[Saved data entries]
● ● ● ● ● ● ●
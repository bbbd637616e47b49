use std::fmt;

use futures_util::StreamExt;
use futures_util::stream::BoxStream;
use serde::Serialize;
use tracing::{debug, trace};

use crate::error::{ClientError, TransportError};
use crate::wire::{Frame, parse_frame_line};

/// Logical operations exposed by the generation server.
#[derive(Debug, Clone, Copy, PartialEq, Eq)]
pub enum Endpoint {
    JunitVersion,
    Session,
    StopSession,
}

impl Endpoint {
    pub fn path(self) -> &'static str {
        match self {
            Self::JunitVersion => "/junitVersion",
            Self::Session => "/session",
            Self::StopSession => "/session/stop",
        }
    }
}

impl fmt::Display for Endpoint {
    fn fmt(&self, f: &mut fmt::Formatter<'_>) -> fmt::Result {
        f.write_str(self.path())
    }
}

#[derive(Debug, Clone)]
pub struct Transport {
    http: reqwest::Client,
    base_url: String,
}

impl Transport {
    pub fn new(host: &str, port: u16) -> Result<Self, TransportError> {
        // Loopback only: never route through an environment proxy.
        let http = reqwest::Client::builder()
            .no_proxy()
            .build()
            .map_err(TransportError::Client)?;
        Ok(Self {
            http,
            base_url: format!("http://{host}:{port}"),
        })
    }

    pub fn base_url(&self) -> &str {
        &self.base_url
    }

    fn url(&self, endpoint: Endpoint) -> String {
        format!("{}{}", self.base_url, endpoint.path())
    }

    /// Sends `body` and returns the response once headers arrive, without
    /// looking at the status code.
    pub async fn send<B>(&self, endpoint: Endpoint, body: &B) -> Result<reqwest::Response, TransportError>
    where
        B: Serialize + ?Sized,
    {
        debug!(%endpoint, "sending request");
        self.http
            .post(self.url(endpoint))
            .json(body)
            .send()
            .await
            .map_err(|source| TransportError::Connect { endpoint, source })
    }

    /// Sends `body` and requires a success status. The response body is
    /// dropped, which releases the connection.
    pub async fn post<B>(&self, endpoint: Endpoint, body: &B) -> Result<(), TransportError>
    where
        B: Serialize + ?Sized,
    {
        let response = self.send(endpoint, body).await?;
        ensure_success(endpoint, &response)?;
        Ok(())
    }

    /// Sends `body` and hands back the response body as a stream of frames.
    /// Dropping the returned stream tears the connection down.
    pub async fn open_stream<B>(&self, endpoint: Endpoint, body: &B) -> Result<FrameStream, TransportError>
    where
        B: Serialize + ?Sized,
    {
        let response = self.send(endpoint, body).await?;
        ensure_success(endpoint, &response)?;
        let chunks = response
            .bytes_stream()
            .map(|chunk| chunk.map(|bytes| bytes.to_vec()))
            .boxed();
        Ok(FrameStream::new(endpoint, chunks))
    }
}

fn ensure_success(endpoint: Endpoint, response: &reqwest::Response) -> Result<(), TransportError> {
    let status = response.status();
    if status.is_success() {
        Ok(())
    } else {
        Err(TransportError::Status { endpoint, status })
    }
}

/// Splits a byte stream into lines on `\n`, across chunk boundaries.
#[derive(Debug, Default)]
pub struct LineBuffer {
    pending: Vec<u8>,
}

impl LineBuffer {
    pub fn push(&mut self, chunk: &[u8]) {
        self.pending.extend_from_slice(chunk);
    }

    pub fn next_line(&mut self) -> Option<Vec<u8>> {
        let newline_index = self.pending.iter().position(|byte| *byte == b'\n')?;
        let mut line = self.pending.drain(..=newline_index).collect::<Vec<_>>();
        line.pop();
        if matches!(line.last(), Some(b'\r')) {
            line.pop();
        }
        Some(line)
    }

    /// Whatever is left after the last newline once the stream has ended.
    pub fn take_remainder(&mut self) -> Option<Vec<u8>> {
        let mut rest = std::mem::take(&mut self.pending);
        if matches!(rest.last(), Some(b'\r')) {
            rest.pop();
        }
        if rest.iter().all(u8::is_ascii_whitespace) {
            None
        } else {
            Some(rest)
        }
    }
}

pub struct FrameStream {
    endpoint: Endpoint,
    chunks: BoxStream<'static, Result<Vec<u8>, reqwest::Error>>,
    lines: LineBuffer,
    exhausted: bool,
}

impl FrameStream {
    pub fn new(
        endpoint: Endpoint,
        chunks: BoxStream<'static, Result<Vec<u8>, reqwest::Error>>,
    ) -> Self {
        Self {
            endpoint,
            chunks,
            lines: LineBuffer::default(),
            exhausted: false,
        }
    }

    /// Next frame in wire order, `Ok(None)` at end of stream. Blank lines
    /// are skipped.
    pub async fn next_frame(&mut self) -> Result<Option<Frame>, ClientError> {
        loop {
            while let Some(line) = self.lines.next_line() {
                if line.iter().all(u8::is_ascii_whitespace) {
                    continue;
                }
                trace!(endpoint = %self.endpoint, bytes = line.len(), "frame line");
                return parse_frame_line(&line).map(Some);
            }
            if self.exhausted {
                return match self.lines.take_remainder() {
                    Some(rest) => parse_frame_line(&rest).map(Some),
                    None => Ok(None),
                };
            }
            match self.chunks.next().await {
                Some(Ok(chunk)) => self.lines.push(&chunk),
                Some(Err(source)) => {
                    return Err(TransportError::Read {
                        endpoint: self.endpoint,
                        source,
                    }
                    .into());
                }
                None => self.exhausted = true,
            }
        }
    }
}

#[cfg(test)]
#[path = "../tests/unit/transport_tests.rs"]
mod tests;
use super::*;

fn turn(role: Role, content: &str, index: Option<usize>) -> PanelEvent {
    PanelEvent::Turn {
        role,
        content: content.to_string(),
        sender_type: None,
        index,
    }
}

fn state(state: ReportedState) -> PanelEvent {
    PanelEvent::SessionState {
        state,
        message: None,
    }
}

fn typing(role: Role) -> PanelEvent {
    PanelEvent::Typing {
        role,
        content: "Waiting...".to_string(),
    }
}

fn running_panel() -> PanelState {
    let mut panel = PanelState::default();
    panel.apply(state(ReportedState::Running));
    panel
}

#[test]
fn starts_idle_with_the_default_banner() {
    let panel = PanelState::default();
    assert_eq!(panel.session_state(), SessionState::Idle);
    assert_eq!(panel.banner(), Banner::Default);
    assert_eq!(
        panel.render_state(),
        RenderState {
            session_state: SessionState::Idle,
            scroll_locked: false,
            rendered_message_count: 0,
            has_typing_placeholder: false,
        }
    );
}

#[test]
fn running_without_turns_shows_the_waiting_banner() {
    let panel = running_panel();
    assert_eq!(panel.session_state(), SessionState::Running);
    assert_eq!(panel.banner(), Banner::Waiting);
}

#[test]
fn typing_is_replaced_by_the_next_turn() {
    let mut panel = running_panel();
    panel.apply(typing(Role::Assistant));
    assert!(panel.typing().is_some());
    assert_eq!(panel.banner(), Banner::Hidden);

    panel.apply(turn(Role::Assistant, "answer", Some(0)));

    assert!(panel.typing().is_none());
    assert_eq!(panel.turns().len(), 1);
    assert_eq!(panel.turns()[0].header, "Assistant");
}

#[test]
fn newer_typing_replaces_the_old_one() {
    let mut panel = running_panel();
    panel.apply(typing(Role::System));
    panel.apply(typing(Role::User));
    assert_eq!(panel.typing().map(|typing| &typing.role), Some(&Role::User));
}

#[test]
fn typing_outside_a_running_session_is_dropped() {
    let mut panel = PanelState::default();
    panel.apply(typing(Role::User));
    assert!(panel.typing().is_none());
    assert_eq!(panel.banner(), Banner::Default);
}

#[test]
fn leaving_running_removes_the_placeholder() {
    let mut panel = running_panel();
    panel.apply(turn(Role::User, "go", Some(0)));
    panel.apply(typing(Role::Assistant));
    panel.apply(state(ReportedState::Idle));
    assert!(panel.typing().is_none());
    assert_eq!(panel.session_state(), SessionState::Idle);
    assert_eq!(panel.turns().len(), 1);
}

#[test]
fn user_stop_moves_to_stopping_and_queues_the_command() {
    let mut panel = running_panel();
    assert!(panel.request_stop());
    assert_eq!(panel.session_state(), SessionState::Stopping);
    assert_eq!(panel.notices().last().map(String::as_str), Some("Stopping generation..."));
    assert_eq!(panel.take_commands(), vec![PanelCommand::StopRun]);

    panel.apply(PanelEvent::SessionState {
        state: ReportedState::Stopped,
        message: Some("Generation was stopped manually.".to_string()),
    });
    assert_eq!(panel.session_state(), SessionState::Stopped);
    assert_eq!(
        panel.notices().last().map(String::as_str),
        Some("Generation was stopped manually.")
    );
}

#[test]
fn stop_is_ignored_unless_running() {
    let mut panel = PanelState::default();
    assert!(!panel.request_stop());
    assert!(panel.take_commands().is_empty());
}

#[test]
fn stopping_keeps_the_waiting_banner_until_the_host_answers() {
    let mut panel = running_panel();
    panel.request_stop();
    panel.apply(PanelEvent::Clear { to_index: 0 });
    assert_eq!(panel.banner(), Banner::Waiting);
    panel.apply(state(ReportedState::Idle));
    assert_eq!(panel.banner(), Banner::Default);
}

#[test]
fn clear_truncates_and_resets_the_banner() {
    let mut panel = running_panel();
    for (index, content) in ["a", "b", "c"].into_iter().enumerate() {
        panel.apply(turn(Role::User, content, Some(index)));
    }
    panel.apply(typing(Role::Assistant));

    panel.apply(PanelEvent::Clear { to_index: 1 });
    assert_eq!(panel.turns().len(), 1);
    assert!(panel.typing().is_none());
    assert_eq!(panel.banner(), Banner::Hidden);

    panel.apply(PanelEvent::Clear { to_index: 0 });
    assert!(panel.turns().is_empty());
    assert_eq!(panel.banner(), Banner::Waiting);
}

#[test]
fn turn_with_a_lower_index_replaces_from_there() {
    let mut panel = running_panel();
    panel.apply(turn(Role::User, "A", Some(0)));
    panel.apply(turn(Role::User, "B", Some(1)));
    panel.apply(turn(Role::User, "C", Some(2)));

    panel.apply(turn(Role::User, "X", Some(1)));
    panel.apply(turn(Role::User, "C", Some(2)));

    let contents = panel
        .turns()
        .iter()
        .map(|turn| turn.content.as_str())
        .collect::<Vec<_>>();
    assert_eq!(contents, vec!["A", "X", "C"]);
    assert_eq!(panel.turns()[2].index, 2);
}

#[test]
fn turn_without_an_index_appends() {
    let mut panel = PanelState::default();
    panel.apply(turn(Role::User, "a", None));
    panel.apply(turn(Role::User, "b", None));
    assert_eq!(panel.turns().len(), 2);
}

#[test]
fn sender_type_becomes_the_header() {
    let mut panel = PanelState::default();
    panel.apply(PanelEvent::Turn {
        role: Role::Assistant,
        content: "x".to_string(),
        sender_type: Some("assistant (gpt-4o)".to_string()),
        index: Some(0),
    });
    assert_eq!(panel.turns()[0].header, "Assistant (gpt-4o)");
}

#[test]
fn errors_and_notices_are_kept_bounded() {
    let mut panel = PanelState::default();
    panel.apply(PanelEvent::Error {
        message: "boom".to_string(),
    });
    assert_eq!(panel.notices(), ["Error: boom".to_string()]);
    for index in 0..80 {
        panel.apply(PanelEvent::Notice {
            message: format!("n{index}"),
        });
    }
    assert_eq!(panel.notices().len(), 50);
    assert_eq!(panel.notices().last().map(String::as_str), Some("n79"));
}

#[test]
fn open_code_queues_the_first_fenced_block() {
    let mut panel = PanelState::default();
    panel.apply(turn(
        Role::Assistant,
        "Here:\n```java\nclass T {}\n```\nand\n```\nother\n```",
        Some(0),
    ));
    assert!(panel.request_open_code(0));
    assert_eq!(
        panel.take_commands(),
        vec![PanelCommand::OpenCode {
            content: "class T {}\n".to_string(),
            lang: "java".to_string(),
        }]
    );
    assert!(!panel.request_open_code(3));
}

#[test]
fn code_block_without_a_language_is_plaintext() {
    assert_eq!(
        first_code_block("```\nx\n```"),
        Some(("plaintext".to_string(), "x\n".to_string()))
    );
    assert_eq!(first_code_block("no code"), None);
}

#[test]
fn restart_and_clear_are_forwarded() {
    let mut panel = PanelState::default();
    panel.apply(turn(Role::User, "a", Some(0)));
    assert!(panel.request_restart(0));
    assert!(!panel.request_restart(1));
    panel.request_clear();
    assert_eq!(
        panel.take_commands(),
        vec![
            PanelCommand::RestartSession { number: 0 },
            PanelCommand::ClearChat
        ]
    );
}

#[test]
fn scroll_lock_toggles_tail_following() {
    let mut panel = PanelState::default();
    assert!(panel.follows_tail());
    panel.lock_scroll();
    assert!(!panel.follows_tail());
    assert!(panel.render_state().scroll_locked);
    panel.unlock_scroll();
    assert!(panel.follows_tail());
}

#[test]
fn events_serialize_to_the_panel_json_shapes() {
    assert_eq!(
        turn(Role::User, "hi", Some(2)).to_json(),
        json!({"role": "user", "content": "hi", "index": 2})
    );
    assert_eq!(
        typing(Role::Assistant).to_json(),
        json!({"role": "assistant-wait", "content": "Waiting..."})
    );
    assert_eq!(
        PanelEvent::SessionState {
            state: ReportedState::Stopped,
            message: Some("m".to_string())
        }
        .to_json(),
        json!({"cmd": "session-state", "state": "stopped", "message": "m"})
    );
    assert_eq!(
        PanelEvent::Clear { to_index: 0 }.to_json(),
        json!({"cmd": "clear", "toIndex": 0})
    );
}

#[test]
fn commands_use_kebab_case_cmd_tags() {
    assert_eq!(
        serde_json::to_value(PanelCommand::StopRun).expect("json"),
        json!({"cmd": "stop-run"})
    );
    assert_eq!(
        serde_json::to_value(PanelCommand::RestartSession { number: 4 }).expect("json"),
        json!({"cmd": "restart-session", "number": 4})
    );
    let parsed: PanelCommand =
        serde_json::from_value(json!({"cmd": "open-code", "content": "c", "lang": "py"}))
            .expect("parse");
    assert_eq!(
        parsed,
        PanelCommand::OpenCode {
            content: "c".to_string(),
            lang: "py".to_string()
        }
    );
}

#[test]
fn a_second_generation_keeps_the_first_transcript() {
    let mut panel = running_panel();
    panel.apply(turn(Role::User, "first prompt", Some(0)));
    panel.apply(turn(Role::Assistant, "first answer", Some(1)));
    panel.apply(state(ReportedState::Idle));

    panel.apply(state(ReportedState::Running));
    panel.apply(turn(Role::User, "second prompt", Some(0)));
    panel.apply(turn(Role::Assistant, "draft", Some(1)));
    panel.apply(turn(Role::Assistant, "final", Some(1)));

    let contents = panel
        .turns()
        .iter()
        .map(|turn| turn.content.as_str())
        .collect::<Vec<_>>();
    assert_eq!(
        contents,
        vec!["first prompt", "first answer", "second prompt", "final"]
    );
    assert_eq!(panel.turns()[3].index, 3);
}

#[test]
fn clearing_below_the_generation_start_rebases_it() {
    let mut panel = running_panel();
    panel.apply(turn(Role::User, "a", Some(0)));
    panel.apply(state(ReportedState::Idle));
    panel.apply(state(ReportedState::Running));
    panel.apply(turn(Role::User, "b", Some(0)));

    panel.apply(PanelEvent::Clear { to_index: 0 });
    panel.apply(turn(Role::User, "c", Some(0)));

    assert_eq!(panel.turns().len(), 1);
    assert_eq!(panel.turns()[0].content, "c");
}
● ● ● ● ● ● ●
WHAT IS NEEDED >>
Find the word "RestartSession" in the records. Copy every line it appears in.

SOLUTION >>
            PanelCommand::RestartSession { number: 0 },
        serde_json::to_value(PanelCommand::RestartSession { number: 4 }).expect("json"),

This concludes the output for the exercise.